*** Block opens ***

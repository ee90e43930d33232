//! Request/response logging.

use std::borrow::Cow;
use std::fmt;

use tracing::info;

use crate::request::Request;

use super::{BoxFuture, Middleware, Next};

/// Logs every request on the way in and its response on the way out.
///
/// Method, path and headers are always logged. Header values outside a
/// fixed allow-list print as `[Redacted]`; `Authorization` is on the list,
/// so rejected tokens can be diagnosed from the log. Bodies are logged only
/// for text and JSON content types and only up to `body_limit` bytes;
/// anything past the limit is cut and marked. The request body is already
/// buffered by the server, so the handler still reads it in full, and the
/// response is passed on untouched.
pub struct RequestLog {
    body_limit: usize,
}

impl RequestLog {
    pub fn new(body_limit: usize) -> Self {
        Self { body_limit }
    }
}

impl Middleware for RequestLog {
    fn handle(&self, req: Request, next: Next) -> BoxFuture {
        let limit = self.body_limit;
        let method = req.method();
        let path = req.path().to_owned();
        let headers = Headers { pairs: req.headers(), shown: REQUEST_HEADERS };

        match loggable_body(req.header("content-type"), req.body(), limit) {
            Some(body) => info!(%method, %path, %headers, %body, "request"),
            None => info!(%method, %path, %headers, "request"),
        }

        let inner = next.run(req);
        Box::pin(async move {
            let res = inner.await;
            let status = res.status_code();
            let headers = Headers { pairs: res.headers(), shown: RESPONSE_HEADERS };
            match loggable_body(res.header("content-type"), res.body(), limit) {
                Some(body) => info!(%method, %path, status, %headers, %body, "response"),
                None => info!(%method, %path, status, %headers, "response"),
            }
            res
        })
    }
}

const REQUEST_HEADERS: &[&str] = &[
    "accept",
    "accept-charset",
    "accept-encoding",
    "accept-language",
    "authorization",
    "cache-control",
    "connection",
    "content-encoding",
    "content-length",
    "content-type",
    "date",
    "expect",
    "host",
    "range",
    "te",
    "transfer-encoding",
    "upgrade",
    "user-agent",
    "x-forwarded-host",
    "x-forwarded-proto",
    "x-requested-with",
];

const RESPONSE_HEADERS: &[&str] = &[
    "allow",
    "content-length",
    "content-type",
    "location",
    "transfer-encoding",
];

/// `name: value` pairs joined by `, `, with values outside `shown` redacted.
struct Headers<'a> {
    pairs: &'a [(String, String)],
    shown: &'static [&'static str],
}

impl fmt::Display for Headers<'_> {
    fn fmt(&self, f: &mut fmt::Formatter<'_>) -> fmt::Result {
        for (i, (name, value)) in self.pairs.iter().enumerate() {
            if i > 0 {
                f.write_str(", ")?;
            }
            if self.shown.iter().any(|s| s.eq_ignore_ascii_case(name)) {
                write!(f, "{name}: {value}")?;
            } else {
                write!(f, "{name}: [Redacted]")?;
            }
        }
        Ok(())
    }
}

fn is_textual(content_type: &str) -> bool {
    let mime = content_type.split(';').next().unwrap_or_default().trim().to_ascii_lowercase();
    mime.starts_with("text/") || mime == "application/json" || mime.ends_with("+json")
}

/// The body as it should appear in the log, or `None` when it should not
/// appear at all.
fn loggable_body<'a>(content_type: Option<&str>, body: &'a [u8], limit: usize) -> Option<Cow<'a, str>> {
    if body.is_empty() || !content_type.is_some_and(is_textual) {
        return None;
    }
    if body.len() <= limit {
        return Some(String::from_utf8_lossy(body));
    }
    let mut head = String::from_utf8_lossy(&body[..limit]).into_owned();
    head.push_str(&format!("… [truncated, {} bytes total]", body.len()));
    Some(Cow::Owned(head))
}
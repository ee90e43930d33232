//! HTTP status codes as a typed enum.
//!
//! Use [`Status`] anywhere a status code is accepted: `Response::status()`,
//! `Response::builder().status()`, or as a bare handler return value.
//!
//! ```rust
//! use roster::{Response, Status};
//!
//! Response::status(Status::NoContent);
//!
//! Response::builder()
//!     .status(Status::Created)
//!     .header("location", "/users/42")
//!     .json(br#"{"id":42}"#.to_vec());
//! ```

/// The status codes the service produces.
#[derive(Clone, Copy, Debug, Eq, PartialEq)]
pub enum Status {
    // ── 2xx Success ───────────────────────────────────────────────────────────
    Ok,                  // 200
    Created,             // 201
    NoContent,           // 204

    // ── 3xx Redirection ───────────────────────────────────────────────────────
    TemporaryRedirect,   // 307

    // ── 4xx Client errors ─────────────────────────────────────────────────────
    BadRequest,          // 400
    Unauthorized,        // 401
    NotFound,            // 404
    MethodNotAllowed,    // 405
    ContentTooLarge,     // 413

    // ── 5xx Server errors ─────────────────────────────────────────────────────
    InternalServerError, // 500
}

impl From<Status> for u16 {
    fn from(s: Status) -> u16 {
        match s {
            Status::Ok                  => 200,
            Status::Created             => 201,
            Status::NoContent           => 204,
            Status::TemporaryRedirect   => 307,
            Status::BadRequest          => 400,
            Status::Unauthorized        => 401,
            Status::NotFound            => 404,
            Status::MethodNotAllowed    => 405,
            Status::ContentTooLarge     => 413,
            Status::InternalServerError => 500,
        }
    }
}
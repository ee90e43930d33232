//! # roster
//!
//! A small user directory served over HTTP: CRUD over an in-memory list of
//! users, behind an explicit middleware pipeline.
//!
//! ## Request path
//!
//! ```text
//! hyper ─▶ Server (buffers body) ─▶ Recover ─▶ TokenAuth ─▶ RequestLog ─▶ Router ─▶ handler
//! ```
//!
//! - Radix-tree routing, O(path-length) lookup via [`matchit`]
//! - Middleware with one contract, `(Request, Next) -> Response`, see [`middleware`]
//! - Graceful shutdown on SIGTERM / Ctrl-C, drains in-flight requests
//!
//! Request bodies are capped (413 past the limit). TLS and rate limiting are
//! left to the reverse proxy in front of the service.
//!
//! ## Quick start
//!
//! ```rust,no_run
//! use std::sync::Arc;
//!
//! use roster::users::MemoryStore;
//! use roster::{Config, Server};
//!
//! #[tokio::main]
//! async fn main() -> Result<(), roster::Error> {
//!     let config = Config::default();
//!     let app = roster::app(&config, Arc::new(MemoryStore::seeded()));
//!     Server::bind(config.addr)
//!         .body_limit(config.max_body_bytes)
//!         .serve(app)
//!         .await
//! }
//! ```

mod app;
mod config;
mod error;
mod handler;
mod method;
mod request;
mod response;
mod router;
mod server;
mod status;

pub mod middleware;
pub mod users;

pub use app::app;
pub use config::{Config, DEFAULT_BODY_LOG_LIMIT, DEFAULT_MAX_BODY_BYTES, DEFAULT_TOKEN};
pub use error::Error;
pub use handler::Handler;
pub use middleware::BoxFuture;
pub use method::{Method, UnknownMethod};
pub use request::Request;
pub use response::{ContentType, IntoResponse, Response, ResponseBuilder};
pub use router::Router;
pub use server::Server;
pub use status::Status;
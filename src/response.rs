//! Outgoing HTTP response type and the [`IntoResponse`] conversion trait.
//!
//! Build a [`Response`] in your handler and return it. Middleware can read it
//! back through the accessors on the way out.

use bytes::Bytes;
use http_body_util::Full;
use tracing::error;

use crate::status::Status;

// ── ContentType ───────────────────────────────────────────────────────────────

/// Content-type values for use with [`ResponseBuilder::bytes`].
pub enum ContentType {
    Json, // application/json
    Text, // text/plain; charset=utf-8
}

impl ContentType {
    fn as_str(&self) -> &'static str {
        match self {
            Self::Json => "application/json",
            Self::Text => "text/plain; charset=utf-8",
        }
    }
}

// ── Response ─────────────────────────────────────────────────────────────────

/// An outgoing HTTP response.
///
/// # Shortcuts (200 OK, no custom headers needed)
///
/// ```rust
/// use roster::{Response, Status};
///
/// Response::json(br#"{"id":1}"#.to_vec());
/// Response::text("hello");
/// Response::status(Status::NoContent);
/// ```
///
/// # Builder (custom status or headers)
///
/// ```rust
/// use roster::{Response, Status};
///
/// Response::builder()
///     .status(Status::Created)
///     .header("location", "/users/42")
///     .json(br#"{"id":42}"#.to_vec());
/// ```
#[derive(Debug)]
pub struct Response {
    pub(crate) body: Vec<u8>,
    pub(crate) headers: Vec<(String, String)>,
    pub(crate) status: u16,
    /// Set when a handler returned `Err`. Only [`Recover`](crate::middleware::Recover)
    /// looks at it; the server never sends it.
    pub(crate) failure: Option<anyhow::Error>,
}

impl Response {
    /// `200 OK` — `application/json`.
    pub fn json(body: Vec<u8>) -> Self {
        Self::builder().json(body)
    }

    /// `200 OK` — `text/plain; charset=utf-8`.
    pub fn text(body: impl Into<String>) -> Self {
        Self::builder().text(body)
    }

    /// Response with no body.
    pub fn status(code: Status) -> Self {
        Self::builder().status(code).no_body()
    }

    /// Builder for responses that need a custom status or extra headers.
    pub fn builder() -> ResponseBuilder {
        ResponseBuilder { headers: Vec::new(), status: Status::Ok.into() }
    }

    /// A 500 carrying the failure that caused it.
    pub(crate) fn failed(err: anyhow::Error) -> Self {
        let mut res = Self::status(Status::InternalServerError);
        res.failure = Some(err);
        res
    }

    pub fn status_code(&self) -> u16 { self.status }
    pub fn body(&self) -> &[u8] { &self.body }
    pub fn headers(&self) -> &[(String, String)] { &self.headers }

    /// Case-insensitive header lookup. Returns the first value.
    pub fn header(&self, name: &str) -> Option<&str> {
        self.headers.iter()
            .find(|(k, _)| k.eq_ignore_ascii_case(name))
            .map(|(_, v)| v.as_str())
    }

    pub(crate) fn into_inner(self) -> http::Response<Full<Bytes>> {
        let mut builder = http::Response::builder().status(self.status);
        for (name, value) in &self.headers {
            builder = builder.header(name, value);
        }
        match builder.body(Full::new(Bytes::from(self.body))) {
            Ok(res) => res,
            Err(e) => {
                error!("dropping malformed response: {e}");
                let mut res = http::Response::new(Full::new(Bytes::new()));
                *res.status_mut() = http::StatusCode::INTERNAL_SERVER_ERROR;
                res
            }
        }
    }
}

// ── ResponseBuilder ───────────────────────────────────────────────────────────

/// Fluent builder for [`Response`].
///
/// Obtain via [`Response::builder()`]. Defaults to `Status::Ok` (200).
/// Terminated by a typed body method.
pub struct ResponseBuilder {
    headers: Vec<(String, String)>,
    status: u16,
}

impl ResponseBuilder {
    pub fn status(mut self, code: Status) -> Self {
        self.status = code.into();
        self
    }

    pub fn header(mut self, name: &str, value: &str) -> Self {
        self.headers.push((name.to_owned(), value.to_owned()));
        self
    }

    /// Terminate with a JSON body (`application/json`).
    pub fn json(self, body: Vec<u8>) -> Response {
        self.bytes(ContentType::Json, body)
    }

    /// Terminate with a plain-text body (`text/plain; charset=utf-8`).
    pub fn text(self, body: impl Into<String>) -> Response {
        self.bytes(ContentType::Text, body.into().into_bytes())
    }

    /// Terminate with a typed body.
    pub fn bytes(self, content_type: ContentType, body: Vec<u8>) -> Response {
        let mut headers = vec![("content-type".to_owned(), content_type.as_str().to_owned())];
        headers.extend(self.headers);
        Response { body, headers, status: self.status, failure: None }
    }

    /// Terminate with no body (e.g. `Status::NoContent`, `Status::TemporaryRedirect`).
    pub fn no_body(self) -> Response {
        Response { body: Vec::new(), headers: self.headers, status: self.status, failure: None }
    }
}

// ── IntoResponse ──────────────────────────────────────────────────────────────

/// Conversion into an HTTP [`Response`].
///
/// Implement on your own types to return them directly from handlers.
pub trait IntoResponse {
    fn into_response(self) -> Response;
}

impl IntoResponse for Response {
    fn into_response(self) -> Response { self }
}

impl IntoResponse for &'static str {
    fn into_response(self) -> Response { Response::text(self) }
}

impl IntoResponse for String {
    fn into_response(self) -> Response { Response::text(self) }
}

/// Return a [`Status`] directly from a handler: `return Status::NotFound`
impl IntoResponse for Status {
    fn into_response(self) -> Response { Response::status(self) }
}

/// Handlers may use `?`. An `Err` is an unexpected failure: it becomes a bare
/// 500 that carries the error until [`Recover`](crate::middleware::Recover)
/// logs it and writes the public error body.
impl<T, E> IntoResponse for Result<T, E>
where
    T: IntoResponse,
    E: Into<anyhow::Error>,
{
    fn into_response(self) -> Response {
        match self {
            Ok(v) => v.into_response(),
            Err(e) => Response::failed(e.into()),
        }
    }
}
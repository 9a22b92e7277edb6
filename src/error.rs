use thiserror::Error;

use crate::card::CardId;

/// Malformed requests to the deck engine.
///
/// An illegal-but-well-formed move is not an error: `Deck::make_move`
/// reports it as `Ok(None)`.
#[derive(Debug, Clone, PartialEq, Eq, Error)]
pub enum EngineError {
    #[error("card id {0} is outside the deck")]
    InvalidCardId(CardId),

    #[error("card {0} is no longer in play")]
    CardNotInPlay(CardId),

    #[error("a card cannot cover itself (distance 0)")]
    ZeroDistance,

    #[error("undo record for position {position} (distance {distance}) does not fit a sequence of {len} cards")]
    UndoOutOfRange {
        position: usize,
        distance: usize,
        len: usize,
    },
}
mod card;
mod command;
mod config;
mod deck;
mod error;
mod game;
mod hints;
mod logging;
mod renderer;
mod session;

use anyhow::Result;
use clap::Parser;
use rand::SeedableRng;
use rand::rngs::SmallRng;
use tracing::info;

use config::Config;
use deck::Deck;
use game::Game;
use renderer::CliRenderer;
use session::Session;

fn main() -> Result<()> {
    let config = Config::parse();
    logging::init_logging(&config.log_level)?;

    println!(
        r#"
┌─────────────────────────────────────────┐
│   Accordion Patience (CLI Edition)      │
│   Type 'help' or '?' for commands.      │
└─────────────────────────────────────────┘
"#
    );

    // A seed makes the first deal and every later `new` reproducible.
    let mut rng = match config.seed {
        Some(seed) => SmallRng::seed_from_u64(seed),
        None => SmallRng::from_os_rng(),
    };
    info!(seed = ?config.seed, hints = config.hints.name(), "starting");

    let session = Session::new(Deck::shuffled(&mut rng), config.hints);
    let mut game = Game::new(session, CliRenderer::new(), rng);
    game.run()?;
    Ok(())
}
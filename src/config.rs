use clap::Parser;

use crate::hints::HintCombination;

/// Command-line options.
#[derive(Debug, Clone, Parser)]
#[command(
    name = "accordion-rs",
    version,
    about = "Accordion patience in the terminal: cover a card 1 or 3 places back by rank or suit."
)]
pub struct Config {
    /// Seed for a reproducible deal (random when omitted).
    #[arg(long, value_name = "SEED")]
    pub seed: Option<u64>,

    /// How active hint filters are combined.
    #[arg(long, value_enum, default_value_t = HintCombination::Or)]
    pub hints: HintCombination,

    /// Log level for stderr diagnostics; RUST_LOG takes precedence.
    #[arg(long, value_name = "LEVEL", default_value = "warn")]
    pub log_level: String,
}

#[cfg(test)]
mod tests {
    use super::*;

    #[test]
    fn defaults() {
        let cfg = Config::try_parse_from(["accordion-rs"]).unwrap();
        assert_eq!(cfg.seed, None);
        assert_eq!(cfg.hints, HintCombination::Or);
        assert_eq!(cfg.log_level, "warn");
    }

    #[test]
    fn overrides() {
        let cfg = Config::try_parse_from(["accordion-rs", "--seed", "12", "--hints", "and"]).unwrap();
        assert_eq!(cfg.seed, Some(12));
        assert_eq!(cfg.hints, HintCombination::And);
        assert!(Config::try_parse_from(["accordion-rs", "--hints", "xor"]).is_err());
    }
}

*** Block closes ***

WHAT NEEDS TO BE DONE: Where a line of the entries above holds the word "Result", return that line.

YOUR SOLUTION:
    fn fmt(&self, f: &mut fmt::Formatter<'_>) -> fmt::Result {
//! async fn main() -> Result<(), roster::Error> {
impl<T, E> IntoResponse for Result<T, E>
use anyhow::Result;
fn main() -> Result<()> {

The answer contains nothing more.